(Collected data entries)
· · · · · · ·

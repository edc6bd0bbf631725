//! Business rules for the budget tracker: input validation, category
//! snapshot resolution, report shaping, and the supported currency table.

pub mod category_service;
pub mod currencies;
pub mod history_service;
pub mod stats_service;
pub mod transaction_service;
pub mod user_settings_service;

pub use category_service::CategoryService;
pub use history_service::HistoryService;
pub use stats_service::StatsService;
pub use transaction_service::TransactionService;
pub use user_settings_service::UserSettingsService;

use chrono::NaiveDate;
use shared::MAX_DATE_RANGE_DAYS;

use crate::errors::{Result, ServiceError};

/// Validate a report date range: `from <= to` and the span within the
/// allowed maximum.
pub fn validate_date_range(from: NaiveDate, to: NaiveDate) -> Result<()> {
    let days = (to - from).num_days();
    if days < 0 {
        return Err(ServiceError::validation("'from' must not be after 'to'"));
    }
    if days > MAX_DATE_RANGE_DAYS {
        return Err(ServiceError::validation(format!(
            "Date range must not exceed {} days",
            MAX_DATE_RANGE_DAYS
        )));
    }
    Ok(())
}
//! # REST API for Balance and Category Statistics

use axum::{
    extract::{Query, State},
    response::{IntoResponse, Json},
};
use chrono::NaiveDate;
use serde::Deserialize;
use tracing::info;

use crate::errors::Result;
use crate::rest::{auth::AuthUser, AppState};

// Shared query shape for both stats endpoints
#[derive(Debug, Deserialize)]
pub struct OverviewQuery {
    pub from: NaiveDate,
    pub to: NaiveDate,
}

/// Income/expense totals over a date range
pub async fn balance_stats(
    State(state): State<AppState>,
    AuthUser(user_id): AuthUser,
    Query(query): Query<OverviewQuery>,
) -> Result<impl IntoResponse> {
    info!("GET /api/stats/balance - query: {:?}", query);

    let stats = state
        .stats_service
        .balance_stats(&user_id, query.from, query.to)
        .await?;
    Ok(Json(stats))
}

/// Per-category totals over a date range, largest first
pub async fn categories_stats(
    State(state): State<AppState>,
    AuthUser(user_id): AuthUser,
    Query(query): Query<OverviewQuery>,
) -> Result<impl IntoResponse> {
    info!("GET /api/stats/categories - query: {:?}", query);

    let stats = state
        .stats_service
        .categories_stats(&user_id, query.from, query.to)
        .await?;
    Ok(Json(stats))
}

#[cfg(test)]
mod tests {
    use super::*;
    use crate::rest::setup_test_state;
    use axum::http::StatusCode;
    use shared::{BalanceStats, CreateCategoryRequest, CreateTransactionRequest, TransactionType};

    fn query(from: &str, to: &str) -> OverviewQuery {
        OverviewQuery {
            from: from.parse().unwrap(),
            to: to.parse().unwrap(),
        }
    }

    async fn seed_transaction(state: &AppState, amount: f64, transaction_type: TransactionType) {
        let name = match transaction_type {
            TransactionType::Income => "Salary",
            TransactionType::Expense => "Food",
        };
        let _ = state
            .category_service
            .create_category(
                "user1",
                CreateCategoryRequest {
                    name: name.to_string(),
                    icon: "💰".to_string(),
                    transaction_type,
                },
            )
            .await;
        state
            .transaction_service
            .create_transaction(
                "user1",
                CreateTransactionRequest {
                    amount,
                    description: None,
                    date: "2026-03-14".parse().unwrap(),
                    transaction_type,
                    category: name.to_string(),
                },
            )
            .await
            .unwrap();
    }

    #[tokio::test]
    async fn test_balance_stats_handler() {
        let state = setup_test_state().await;
        seed_transaction(&state, 1000.0, TransactionType::Income).await;
        seed_transaction(&state, 250.0, TransactionType::Expense).await;

        let response = balance_stats(
            State(state),
            AuthUser("user1".to_string()),
            Query(query("2026-03-01", "2026-03-31")),
        )
        .await
        .unwrap();

        let body = axum::body::to_bytes(response.into_response().into_body(), usize::MAX)
            .await
            .unwrap();
        let stats: BalanceStats = serde_json::from_slice(&body).unwrap();
        assert_eq!(stats.income, 1000.0);
        assert_eq!(stats.expense, 250.0);
    }

    #[tokio::test]
    async fn test_stats_reject_oversized_range() {
        let state = setup_test_state().await;

        let response = balance_stats(
            State(state),
            AuthUser("user1".to_string()),
            Query(query("2026-01-01", "2026-12-31")),
        )
        .await;
        assert_eq!(response.into_response().status(), StatusCode::BAD_REQUEST);
    }

    #[tokio::test]
    async fn test_categories_stats_handler() {
        let state = setup_test_state().await;
        seed_transaction(&state, 40.0, TransactionType::Expense).await;
        seed_transaction(&state, 1000.0, TransactionType::Income).await;

        let response = categories_stats(
            State(state),
            AuthUser("user1".to_string()),
            Query(query("2026-03-01", "2026-03-31")),
        )
        .await
        .unwrap();

        let body = axum::body::to_bytes(response.into_response().into_body(), usize::MAX)
            .await
            .unwrap();
        let stats: Vec<shared::CategoryStats> = serde_json::from_slice(&body).unwrap();
        assert_eq!(stats.len(), 2);
        assert_eq!(stats[0].category, "Salary");
    }
}
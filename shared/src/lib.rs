use chrono::NaiveDate;
use serde::{Deserialize, Serialize};
use std::fmt;
use std::str::FromStr;

/// Maximum span, in days, accepted for report date ranges.
pub const MAX_DATE_RANGE_DAYS: i64 = 90;

/// Direction of a transaction. Amounts are stored non-negative; the type
/// carries the sign.
#[derive(Debug, Clone, Copy, PartialEq, Eq, Serialize, Deserialize)]
#[serde(rename_all = "lowercase")]
pub enum TransactionType {
    Income,
    Expense,
}

impl TransactionType {
    pub fn as_str(&self) -> &'static str {
        match self {
            TransactionType::Income => "income",
            TransactionType::Expense => "expense",
        }
    }
}

impl fmt::Display for TransactionType {
    fn fmt(&self, f: &mut fmt::Formatter<'_>) -> fmt::Result {
        f.write_str(self.as_str())
    }
}

impl FromStr for TransactionType {
    type Err = String;

    fn from_str(s: &str) -> Result<Self, Self::Err> {
        match s {
            "income" => Ok(TransactionType::Income),
            "expense" => Ok(TransactionType::Expense),
            other => Err(format!("unknown transaction type: {}", other)),
        }
    }
}

/// A recorded income or expense.
#[derive(Debug, Clone, PartialEq, Serialize, Deserialize)]
pub struct Transaction {
    pub id: String,
    /// Calendar date the transaction applies to (not the insertion time)
    pub date: NaiveDate,
    pub description: String,
    /// Non-negative amount; direction comes from `transaction_type`
    pub amount: f64,
    #[serde(rename = "type")]
    pub transaction_type: TransactionType,
    /// Category name snapshot taken at creation time
    pub category: String,
    /// Category icon snapshot taken at creation time
    pub category_icon: String,
}

#[derive(Debug, Clone, PartialEq, Serialize, Deserialize)]
pub struct CreateTransactionRequest {
    pub amount: f64,
    /// Optional free-text description (max 256 characters)
    pub description: Option<String>,
    pub date: NaiveDate,
    #[serde(rename = "type")]
    pub transaction_type: TransactionType,
    /// Name of an existing category of the same type
    pub category: String,
}

/// A user-defined spending or income bucket. Transactions reference
/// categories by name snapshot, so deleting one never cascades.
#[derive(Debug, Clone, PartialEq, Serialize, Deserialize)]
pub struct Category {
    pub name: String,
    pub icon: String,
    #[serde(rename = "type")]
    pub transaction_type: TransactionType,
}

#[derive(Debug, Clone, PartialEq, Serialize, Deserialize)]
pub struct CreateCategoryRequest {
    /// Category name (3-20 characters)
    pub name: String,
    pub icon: String,
    #[serde(rename = "type")]
    pub transaction_type: TransactionType,
}

#[derive(Debug, Clone, PartialEq, Serialize, Deserialize)]
pub struct DeleteCategoryRequest {
    pub name: String,
    #[serde(rename = "type")]
    pub transaction_type: TransactionType,
}

/// Income and expense totals over a date range.
#[derive(Debug, Clone, PartialEq, Serialize, Deserialize)]
pub struct BalanceStats {
    pub income: f64,
    pub expense: f64,
}

/// Per-category totals over a date range, ordered by amount descending.
#[derive(Debug, Clone, PartialEq, Serialize, Deserialize)]
pub struct CategoryStats {
    #[serde(rename = "type")]
    pub transaction_type: TransactionType,
    pub category: String,
    pub category_icon: String,
    pub amount: f64,
}

/// Granularity of a history query: one bucket per month of a year, or one
/// bucket per day of a month.
#[derive(Debug, Clone, Copy, PartialEq, Eq, Serialize, Deserialize)]
#[serde(rename_all = "lowercase")]
pub enum Timeframe {
    Year,
    Month,
}

/// One time bucket of the history chart. `day` is present only for
/// month-timeframe queries.
#[derive(Debug, Clone, PartialEq, Serialize, Deserialize)]
pub struct HistoryData {
    pub year: i32,
    /// Month number, 1-12
    pub month: u32,
    #[serde(skip_serializing_if = "Option::is_none")]
    pub day: Option<u32>,
    pub income: f64,
    pub expense: f64,
}

#[derive(Debug, Clone, PartialEq, Serialize, Deserialize)]
pub struct UserSettings {
    pub user_id: String,
    /// ISO currency code, one of the supported currency table
    pub currency: String,
}

#[derive(Debug, Clone, PartialEq, Serialize, Deserialize)]
pub struct UpdateUserSettingsRequest {
    pub currency: String,
}

/// A supported display currency.
#[derive(Debug, Clone, PartialEq, Serialize, Deserialize)]
pub struct Currency {
    pub value: String,
    pub label: String,
    pub locale: String,
}

#[cfg(test)]
mod tests {
    use super::*;

    #[test]
    fn transaction_type_round_trips_through_str() {
        assert_eq!("income".parse::<TransactionType>().unwrap(), TransactionType::Income);
        assert_eq!("expense".parse::<TransactionType>().unwrap(), TransactionType::Expense);
        assert!("transfer".parse::<TransactionType>().is_err());
        assert_eq!(TransactionType::Expense.to_string(), "expense");
    }

    #[test]
    fn transaction_serializes_type_field_lowercase() {
        let tx = Transaction {
            id: "t1".to_string(),
            date: NaiveDate::from_ymd_opt(2026, 3, 14).unwrap(),
            description: "Groceries".to_string(),
            amount: 42.5,
            transaction_type: TransactionType::Expense,
            category: "Food".to_string(),
            category_icon: "🍕".to_string(),
        };

        let json = serde_json::to_value(&tx).unwrap();
        assert_eq!(json["type"], "expense");
        assert_eq!(json["date"], "2026-03-14");
    }

    #[test]
    fn history_data_omits_day_for_year_buckets() {
        let bucket = HistoryData {
            year: 2026,
            month: 7,
            day: None,
            income: 10.0,
            expense: 0.0,
        };

        let json = serde_json::to_value(&bucket).unwrap();
        assert!(json.get("day").is_none());
    }
}
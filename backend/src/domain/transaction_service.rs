//! Transaction write/read paths: validation, category snapshot resolution,
//! and the atomic rollup maintenance that keeps MonthHistory/YearHistory in
//! step with the transaction table.

use chrono::NaiveDate;
use shared::{CreateTransactionRequest, Transaction};
use tracing::info;
use uuid::Uuid;

use crate::domain::validate_date_range;
use crate::errors::{Result, ServiceError};
use crate::storage::{CategoryRepository, DbConnection, TransactionRepository};

#[derive(Clone)]
pub struct TransactionService {
    transaction_repository: TransactionRepository,
    category_repository: CategoryRepository,
}

impl TransactionService {
    pub fn new(db: DbConnection) -> Self {
        Self {
            transaction_repository: TransactionRepository::new(db.clone()),
            category_repository: CategoryRepository::new(db),
        }
    }

    /// Create a transaction. The category icon is snapshotted onto the row,
    /// and both rollup tables are incremented in the same SQL transaction.
    pub async fn create_transaction(
        &self,
        user_id: &str,
        request: CreateTransactionRequest,
    ) -> Result<Transaction> {
        if !request.amount.is_finite() || request.amount <= 0.0 {
            return Err(ServiceError::validation("Amount must be a positive number"));
        }
        let description = request.description.unwrap_or_default();
        if description.len() > 256 {
            return Err(ServiceError::validation(
                "Description must be at most 256 characters",
            ));
        }

        let category = self
            .category_repository
            .get(user_id, &request.category, request.transaction_type)
            .await?
            .ok_or_else(|| ServiceError::not_found("Category not found"))?;

        let transaction = Transaction {
            id: Uuid::new_v4().to_string(),
            date: request.date,
            description,
            amount: request.amount,
            transaction_type: request.transaction_type,
            category: category.name,
            category_icon: category.icon,
        };

        self.transaction_repository
            .create_with_rollups(user_id, &transaction)
            .await?;

        info!(
            "Created {} transaction {} ({} {:.2})",
            transaction.transaction_type, transaction.id, transaction.category, transaction.amount
        );
        Ok(transaction)
    }

    /// Delete a transaction, decrementing its rollup buckets atomically
    pub async fn delete_transaction(&self, user_id: &str, id: &str) -> Result<Transaction> {
        let transaction = self
            .transaction_repository
            .get(user_id, id)
            .await?
            .ok_or_else(|| ServiceError::not_found("Transaction not found"))?;

        self.transaction_repository
            .delete_with_rollups(user_id, &transaction)
            .await?;

        info!("Deleted transaction {}", transaction.id);
        Ok(transaction)
    }

    /// List transactions in a date range, newest first
    pub async fn list_transactions(
        &self,
        user_id: &str,
        from: NaiveDate,
        to: NaiveDate,
    ) -> Result<Vec<Transaction>> {
        validate_date_range(from, to)?;
        let transactions = self.transaction_repository.list(user_id, from, to).await?;
        Ok(transactions)
    }
}
use chrono::NaiveDate;
use shared::{BalanceStats, CategoryStats, TransactionType};

use crate::domain::validate_date_range;
use crate::errors::Result;
use crate::storage::{DbConnection, TransactionRepository};

/// Report queries over the transaction table (not the rollup tables, which
/// only serve the history charts).
#[derive(Clone)]
pub struct StatsService {
    transaction_repository: TransactionRepository,
}

impl StatsService {
    pub fn new(db: DbConnection) -> Self {
        Self {
            transaction_repository: TransactionRepository::new(db),
        }
    }

    /// Income and expense totals over a date range; a type with no
    /// transactions reports 0.
    pub async fn balance_stats(
        &self,
        user_id: &str,
        from: NaiveDate,
        to: NaiveDate,
    ) -> Result<BalanceStats> {
        validate_date_range(from, to)?;

        let totals = self.transaction_repository.sum_by_type(user_id, from, to).await?;

        let mut stats = BalanceStats { income: 0.0, expense: 0.0 };
        for (transaction_type, total) in totals {
            match transaction_type {
                TransactionType::Income => stats.income = total,
                TransactionType::Expense => stats.expense = total,
            }
        }
        Ok(stats)
    }

    /// Per-category totals over a date range, largest first
    pub async fn categories_stats(
        &self,
        user_id: &str,
        from: NaiveDate,
        to: NaiveDate,
    ) -> Result<Vec<CategoryStats>> {
        validate_date_range(from, to)?;
        let stats = self
            .transaction_repository
            .sum_by_category(user_id, from, to)
            .await?;
        Ok(stats)
    }
}
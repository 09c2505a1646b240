/// Constant values related to the Open Packaging Conventions.
///
/// This module contains content type URIs (like MIME-types) that specify a part's format
/// and relationship types used between parts of a presentation package.

/// Content type URIs (like MIME-types) that specify a part's format
pub mod content_type {
    // Image content types
    pub const PNG: &str = "image/png";

    // PresentationML content types
    pub const PML_PRESENTATION_MAIN: &str =
        "application/vnd.openxmlformats-officedocument.presentationml.presentation.main+xml";
    pub const PML_SLIDE: &str =
        "application/vnd.openxmlformats-officedocument.presentationml.slide+xml";
    pub const PML_SLIDE_LAYOUT: &str =
        "application/vnd.openxmlformats-officedocument.presentationml.slideLayout+xml";
    pub const PML_SLIDE_MASTER: &str =
        "application/vnd.openxmlformats-officedocument.presentationml.slideMaster+xml";
}

/// Relationship type URIs used between package parts
pub mod relationship_type {
    // Presentation parts
    pub const SLIDE: &str =
        "http://schemas.openxmlformats.org/officeDocument/2006/relationships/slide";
    pub const SLIDE_LAYOUT: &str =
        "http://schemas.openxmlformats.org/officeDocument/2006/relationships/slideLayout";
    pub const SLIDE_MASTER: &str =
        "http://schemas.openxmlformats.org/officeDocument/2006/relationships/slideMaster";

    // Images and media
    pub const IMAGE: &str =
        "http://schemas.openxmlformats.org/officeDocument/2006/relationships/image";

    // External links
    pub const HYPERLINK: &str =
        "http://schemas.openxmlformats.org/officeDocument/2006/relationships/hyperlink";
}
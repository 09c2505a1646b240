//! Longan - an in-memory document model for PresentationML slide decks
//!
//! This library provides the slide-collection and relationship-consistency
//! core of a presentation document model: slide identity and ordering,
//! relationship-consistent slide copying, and slide repositioning over an
//! in-memory part graph.
//!
//! # Features
//!
//! - **Part graph**: flat registry of parts linked by typed relationship
//!   edges, internal (owning) or external (hyperlinks and the like)
//! - **Slide ordering**: an authoritative slide id list with validated
//!   insert, remove, and move operations
//! - **Slide copy**: deep content-tree cloning with selective relationship
//!   re-linking - externals deduplicated, internal targets freshly cloned
//! - **Lazy collections**: deck collections built on first access and cached
//!   for the presentation's lifetime
//!
//! Reading and writing the physical package (the zip container and the XML
//! inside it) is out of scope; a container collaborator materializes the
//! graph with `Presentation::from_package` and takes it back with
//! `Presentation::into_package`.
//!
//! # Example - Building a deck
//!
//! ```
//! use longan::Presentation;
//!
//! # fn main() -> Result<(), Box<dyn std::error::Error>> {
//! let mut pres = Presentation::new();
//!
//! // Add two slides bound to the default layout
//! let layout = pres.slide_layouts()?.get(0).expect("default layout");
//! pres.add_slide(layout)?;
//! pres.add_slide(layout)?;
//!
//! // Duplicate the first slide into position 1
//! pres.copy_slide(0, 1)?;
//! assert_eq!(pres.slide_count(), 3);
//!
//! // Reorder: move the last slide to the front
//! pres.move_slide(0, 2)?;
//! # Ok(())
//! # }
//! ```

/// Package-graph layer: parts, relationships, and the part registry
pub mod opc;

/// PresentationML document-model layer: slides, masters, and the deck API
pub mod pml;

// Re-export commonly used types for convenience
pub use pml::{
    Presentation, PresentationPart, Shape, ShapeTree, Slide, SlideLayout, SlideMaster, SlideSize,
    Slides,
};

· · · · · · ·

(ASSIGNMENT) Only lines with the word "internal" are needed. Copy them from the preceding records.

(EXPECTED ANSWER)
//!   edges, internal (owning) or external (hyperlinks and the like)
//!   re-linking - externals deduplicated, internal targets freshly cloned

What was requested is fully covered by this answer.